Siber güvenlikten hibrit savaşa: Yapay zeka savunmanın da parçası
Karis, yapay zekanın Estonya’da siber güvenlik kadar merkezi bir müfredata dönüşeceğini belirtti.
Estonya, 2007’de haftalar süren ve bankalar, medya ve kamu kurumlarını etkileyen büyük bir siber saldırıya maruz kalmıştı. Saldırılar Rus IP adreslerinden gelmiş olsa da Rus hükümeti olaya karıştığını reddetmişti.
Karis, “Avrupa’nın tamamı Rusya’nın komşusu. Bu yüzden biz özel bir konumda değiliz. Hibrit savaş dediğimiz durum çoktan başladı... ve yapay zeka da modern savaşın araçlarından biri olabilir,” dedi.
“Bu yüzden farkında olmamız gerekiyor. Eleştirel düşünmeyi de geliştirmeliyiz. Bu sebeple işe öğretmenlerden ve okullardan başlıyoruz.”
'Ben korkmuyorum'
Siyasete atılmadan önce moleküler genetikçi ve gelişim biyoloğu olan Karis, yapay zekanın yaratabileceği tehlikelere rağmen fırsatlarının daha fazla olduğunu düşünüyor.

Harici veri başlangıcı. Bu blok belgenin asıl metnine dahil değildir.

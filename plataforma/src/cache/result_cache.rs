use std::sync::atomic::{AtomicU64, Ordering};
use std::sync::Arc;

use chrono::{Duration, Utc};
use nanoid::nanoid;
use sha2::{Digest, Sha256};

use crate::models::{CacheEntry, CacheMetadata, CacheStats, PartyComparison};
use crate::store::CacheStore;

/// Content-addressed cache for comparison results. Keys are hashes of a
/// canonicalized topic and a sorted party-id set, so casing, whitespace
/// noise, and party order never split equivalent requests across entries.
///
/// The cache is a performance optimization, never a correctness dependency:
/// every read/write error degrades to a miss or no-op, and callers must
/// work with the cache disabled (`store == None`).
pub struct ResultCache {
    store: Option<Arc<dyn CacheStore>>,
    default_ttl_hours: Option<u32>,
    hits: AtomicU64,
    misses: AtomicU64,
    expired_removed: AtomicU64,
}

impl ResultCache {
    pub fn new(store: Option<Arc<dyn CacheStore>>, default_ttl_hours: Option<u32>) -> Self {
        Self {
            store,
            default_ttl_hours,
            hits: AtomicU64::new(0),
            misses: AtomicU64::new(0),
            expired_removed: AtomicU64::new(0),
        }
    }

    pub fn disabled() -> Self {
        Self::new(None, None)
    }

    pub async fn get_cached(&self, topic: &str, party_ids: &[String]) -> Option<CacheEntry> {
        let Some(store) = &self.store else {
            self.misses.fetch_add(1, Ordering::Relaxed);
            return None;
        };

        let th = topic_hash(topic);
        let ph = party_ids_hash(party_ids);

        let entry = match store.get(&th, &ph).await {
            Ok(entry) => entry,
            Err(e) => {
                tracing::warn!(error = %e, "Cache read failed, treating as miss");
                self.misses.fetch_add(1, Ordering::Relaxed);
                return None;
            }
        };

        match entry {
            Some(entry) if entry.is_expired(Utc::now()) => {
                // Lazy expiry: remove on read, report a miss.
                if let Err(e) = store.delete(&th, &ph).await {
                    tracing::warn!(error = %e, "Failed to delete expired cache entry");
                }
                self.expired_removed.fetch_add(1, Ordering::Relaxed);
                self.misses.fetch_add(1, Ordering::Relaxed);
                tracing::debug!(topic_hash = %th, "Expired cache entry removed on read");
                None
            }
            Some(entry) => {
                self.hits.fetch_add(1, Ordering::Relaxed);
                tracing::debug!(topic_hash = %th, "Cache hit");
                Some(entry)
            }
            None => {
                self.misses.fetch_add(1, Ordering::Relaxed);
                None
            }
        }
    }

    /// Upsert keyed on the canonical hash pair; two concurrent fills for
    /// the same (topic, party-set) race safely to one row. `expires_in_hours`
    /// falls back to the configured default; absent on both means the entry
    /// never expires.
    pub async fn set_cached(
        &self,
        topic: &str,
        party_ids: &[String],
        comparisons: Vec<PartyComparison>,
        processing_time_ms: u64,
        expires_in_hours: Option<u32>,
    ) {
        let Some(store) = &self.store else {
            return;
        };

        let mut sorted_ids: Vec<String> = party_ids.to_vec();
        sorted_ids.sort();

        let ttl_hours = expires_in_hours.or(self.default_ttl_hours);
        let expires_at = ttl_hours.map(|hours| Utc::now() + Duration::hours(i64::from(hours)));

        let entry = CacheEntry {
            id: nanoid!(),
            topic_hash: topic_hash(topic),
            party_ids_hash: party_ids_hash(party_ids),
            topic: canonical_topic(topic),
            party_ids: sorted_ids,
            comparisons,
            metadata: CacheMetadata {
                processing_time_ms,
                cached_at: Utc::now(),
            },
            expires_at,
        };

        if let Err(e) = store.upsert(entry).await {
            tracing::warn!(error = %e, "Cache write failed, continuing without caching");
        }
    }

    pub async fn invalidate(&self, topic: &str, party_ids: &[String]) -> bool {
        let Some(store) = &self.store else {
            return false;
        };

        match store
            .delete(&topic_hash(topic), &party_ids_hash(party_ids))
            .await
        {
            Ok(deleted) => deleted,
            Err(e) => {
                tracing::warn!(error = %e, "Cache invalidation failed");
                false
            }
        }
    }

    /// Proactive reclamation; lazy read-time expiry keeps correctness even
    /// if this is never called.
    pub async fn cleanup_expired(&self) -> u64 {
        let Some(store) = &self.store else {
            return 0;
        };

        match store.delete_expired(Utc::now()).await {
            Ok(removed) => {
                self.expired_removed.fetch_add(removed, Ordering::Relaxed);
                removed
            }
            Err(e) => {
                tracing::warn!(error = %e, "Expired-entry cleanup failed");
                0
            }
        }
    }

    pub async fn get_stats(&self) -> CacheStats {
        let entries = match &self.store {
            Some(store) => store.count().await.unwrap_or_else(|e| {
                tracing::warn!(error = %e, "Cache count failed");
                0
            }),
            None => 0,
        };

        CacheStats {
            entries,
            hits: self.hits.load(Ordering::Relaxed),
            misses: self.misses.load(Ordering::Relaxed),
            expired_removed: self.expired_removed.load(Ordering::Relaxed),
        }
    }
}

/// Lowercase, trim, and collapse internal whitespace so equivalent topics
/// map to one entry.
pub fn canonical_topic(topic: &str) -> String {
    topic
        .trim()
        .to_lowercase()
        .split_whitespace()
        .collect::<Vec<_>>()
        .join(" ")
}

pub fn topic_hash(topic: &str) -> String {
    hash_text(&canonical_topic(topic))
}

/// Party-id sets are sorted before hashing; input order never changes the
/// key.
pub fn party_ids_hash(party_ids: &[String]) -> String {
    let mut sorted: Vec<&str> = party_ids.iter().map(String::as_str).collect();
    sorted.sort_unstable();
    hash_text(&sorted.join("|"))
}

fn hash_text(text: &str) -> String {
    let mut hasher = Sha256::new();
    hasher.update(text.as_bytes());
    let digest = hasher.finalize();
    format!("{digest:x}")
}
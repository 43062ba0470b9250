use std::collections::HashSet;

use crate::models::RetrievedChunk;

/// Deterministic placeholder returned when no chunks are available, so
/// downstream generation always receives well-formed input.
pub const NO_INFORMATION_CONTEXT: &str =
    "No se encontró información relevante en los planes de gobierno para esta consulta.";

/// Aggregate signals over the chunks a context was built from, exposed for
/// observability so downstream code never re-derives them.
#[derive(Debug, Clone, PartialEq)]
pub struct ContextStats {
    pub chunks_used: usize,
    pub distinct_documents: usize,
    pub distinct_parties: usize,
    pub mean_score: f32,
}

/// Packs ranked chunks into a bounded context block with provenance tags.
/// Chunks are added whole, in ranked order, until the next one would exceed
/// the character budget.
#[derive(Debug, Clone)]
pub struct ContextAssembler {
    max_chars: usize,
}

impl ContextAssembler {
    pub fn new(max_chars: usize) -> Self {
        Self { max_chars }
    }

    pub fn build(&self, chunks: &[RetrievedChunk], query: &str) -> String {
        if chunks.is_empty() {
            tracing::debug!(query_len = query.len(), "No chunks for context, using placeholder");
            return NO_INFORMATION_CONTEXT.to_string();
        }

        let mut context = String::new();
        let mut used = 0usize;

        for (index, chunk) in chunks.iter().enumerate() {
            let block = format_block(index + 1, chunk);
            let separator_len = if context.is_empty() { 0 } else { 2 };

            if context.len() + separator_len + block.len() > self.max_chars {
                break;
            }

            if !context.is_empty() {
                context.push_str("\n\n");
            }
            context.push_str(&block);
            used += 1;
        }

        if context.is_empty() {
            // Even the top chunk exceeded the budget on its own.
            tracing::warn!(
                max_chars = self.max_chars,
                "No chunk fit the context budget, using placeholder"
            );
            return NO_INFORMATION_CONTEXT.to_string();
        }

        tracing::debug!(
            chunks_used = used,
            context_len = context.len(),
            "Context assembled"
        );
        context
    }

    /// Stats over the chunks that `build` would include for this budget.
    pub fn stats(&self, chunks: &[RetrievedChunk]) -> ContextStats {
        let mut total_len = 0usize;
        let mut used = 0usize;

        for (index, chunk) in chunks.iter().enumerate() {
            let block_len = format_block(index + 1, chunk).len();
            let separator_len = if used == 0 { 0 } else { 2 };
            if total_len + separator_len + block_len > self.max_chars {
                break;
            }
            total_len += separator_len + block_len;
            used += 1;
        }

        let included = &chunks[..used];
        let distinct_documents: HashSet<&str> = included
            .iter()
            .map(|c| c.source.document.as_str())
            .collect();
        let distinct_parties: HashSet<&str> =
            included.iter().map(|c| c.source.party.as_str()).collect();

        let mean_score = if included.is_empty() {
            0.0
        } else {
            included.iter().map(|c| c.hybrid_score).sum::<f32>() / included.len() as f32
        };

        ContextStats {
            chunks_used: used,
            distinct_documents: distinct_documents.len(),
            distinct_parties: distinct_parties.len(),
            mean_score,
        }
    }
}

fn format_block(index: usize, chunk: &RetrievedChunk) -> String {
    format!(
        "[Fuente {index}] {party} - {document}\n{content}",
        party = chunk.source.party,
        document = chunk.source.document,
        content = chunk.content.trim(),
    )
}
//! One handler per inbound event kind. Every handler is its own failure
//! domain: errors are logged (and surfaced where users can act on them)
//! but never escape to the channel.

use cw_core::{InboundEvent, ProjectInfo, ProjectLink, RegistryPushStatus};
use std::sync::Arc;
use tracing::{debug, error, info};

use crate::channel::EventChannel;
use crate::collaborators::Project;

impl EventChannel {
    pub async fn handle_event(&self, event: InboundEvent) {
        debug!("socket event {} for {:?}", event.kind(), event.project_id());
        match event {
            InboundEvent::ProjectCreated(info)
            | InboundEvent::ProjectChanged(info)
            | InboundEvent::ProjectStatusChanged(info)
            | InboundEvent::ProjectClosed(info) => self.on_project_changed(&info).await,
            InboundEvent::ProjectDeletion(result) => {
                let Some(project) = self.get_project(result.project_id.as_deref()).await else {
                    return;
                };
                if let Err(err) = project.on_deletion_event(&result).await {
                    error!("error processing deletion of {}: {err}", project.name());
                }
            }
            InboundEvent::ProjectRestartResult(result) => {
                if let Some(project) = self.get_project(result.project_id.as_deref()).await {
                    project.on_restart_event(&result);
                }
            }
            InboundEvent::LogsListChanged(event) => {
                let Some(project) = self.get_project(event.project_id.as_deref()).await else {
                    return;
                };
                if let Err(err) = project.log_manager().on_logs_list_changed(&event).await {
                    error!("error updating logs list for {}: {err}", project.name());
                }
            }
            InboundEvent::LogUpdate(update) => {
                if let Some(project) = self.get_project(update.project_id.as_deref()).await {
                    project.log_manager().on_new_logs(&update);
                }
            }
            InboundEvent::ProjectValidated(event) => {
                let Some(project) = self.get_project(event.project_id.as_deref()).await else {
                    return;
                };
                match event.validation_results.as_deref() {
                    Some(results) => project.validate(results),
                    None => error!("backend didn't send result with validation event"),
                }
            }
            InboundEvent::ProjectSettingChanged(event) => {
                let Some(project) = self.get_project(event.project_id.as_deref()).await else {
                    return;
                };
                if let Err(err) = project.on_settings_changed_event(&event).await {
                    error!("error processing settings change for {}: {err}", project.name());
                }
            }
            InboundEvent::LoadRunnerStatus(status) => {
                let Some(project) = self.get_project(status.project_id.as_deref()).await else {
                    return;
                };
                if let Err(err) = project.on_load_runner_update(&status).await {
                    let message = format!(
                        "Error processing load runner status for {}: {err}",
                        project.name()
                    );
                    error!("{message}");
                    self.host.show_error(&message);
                }
            }
            InboundEvent::RegistryPushStatus(status) => self.on_registry_push_status(&status),
            InboundEvent::MissingLocalDir(event) => {
                let Some(project) = self.get_project(event.project_id.as_deref()).await else {
                    return;
                };
                info!("local directory for {} is missing, removing it", project.name());
                if let Err(err) = project.delete_from_connection(false).await {
                    let message = format!("Error removing {}: {err}", project.name());
                    error!("{message}");
                    self.host.show_error(&message);
                }
            }
            InboundEvent::ProjectLink(link) => self.on_project_link(&link),
        }
    }

    async fn on_project_changed(&self, info: &ProjectInfo) {
        if let Some(project) = self.get_project(info.project_id.as_deref()).await {
            project.update(info);
        }
    }

    fn on_registry_push_status(&self, status: &RegistryPushStatus) {
        let Some(msg) = status.msg.as_deref().filter(|msg| !msg.is_empty()) else {
            debug!("image push registry status without a message");
            return;
        };
        if status.image_push_registry_test {
            self.host.show_info(msg);
        } else {
            self.host.show_error(msg);
        }
    }

    fn on_project_link(&self, link: &ProjectLink) {
        let Some(err) = link.error_message() else {
            return;
        };
        let name = if link.name.is_empty() {
            link.project_id.as_deref().unwrap_or("project")
        } else {
            link.name.as_str()
        };
        let message = format!("Error linking {name}: {err}");
        error!("{message}");
        self.host.show_error(&message);
    }

    /// Resolves the event's project and runs onboarding the first time it
    /// appears. Onboarding failures never hide the project from the caller.
    pub(crate) async fn get_project(&self, project_id: Option<&str>) -> Option<Arc<dyn Project>> {
        let resolved = self.resolver.resolve(project_id).await?;
        if resolved.first_sighting {
            self.onboarding.run(Arc::clone(&resolved.project)).await;
        }
        Some(resolved.project)
    }
}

“Dürüst olmak gerekirse, ben hiçbir şeyden korkmuyorum. Bu yeni bir teknoloji. Eski bir bilim insanı olarak benim için yeni teknolojileri kullanmak ve bir şeyler inşa etmek her zaman heyecan verici olmuştur. Yani yeni olan her şey heyecan verici ve bilinmeyenden korkmamalısınız,” dedi.
Tabii ki teknolojinin de bir sınırı olduğunu kabul eden Karis, “Bazı endişeler ve kurallar elbette olacak, bu düzenlemeler her şeyi kontrol altında tutmaya yardımcı olacak” diye konuştu.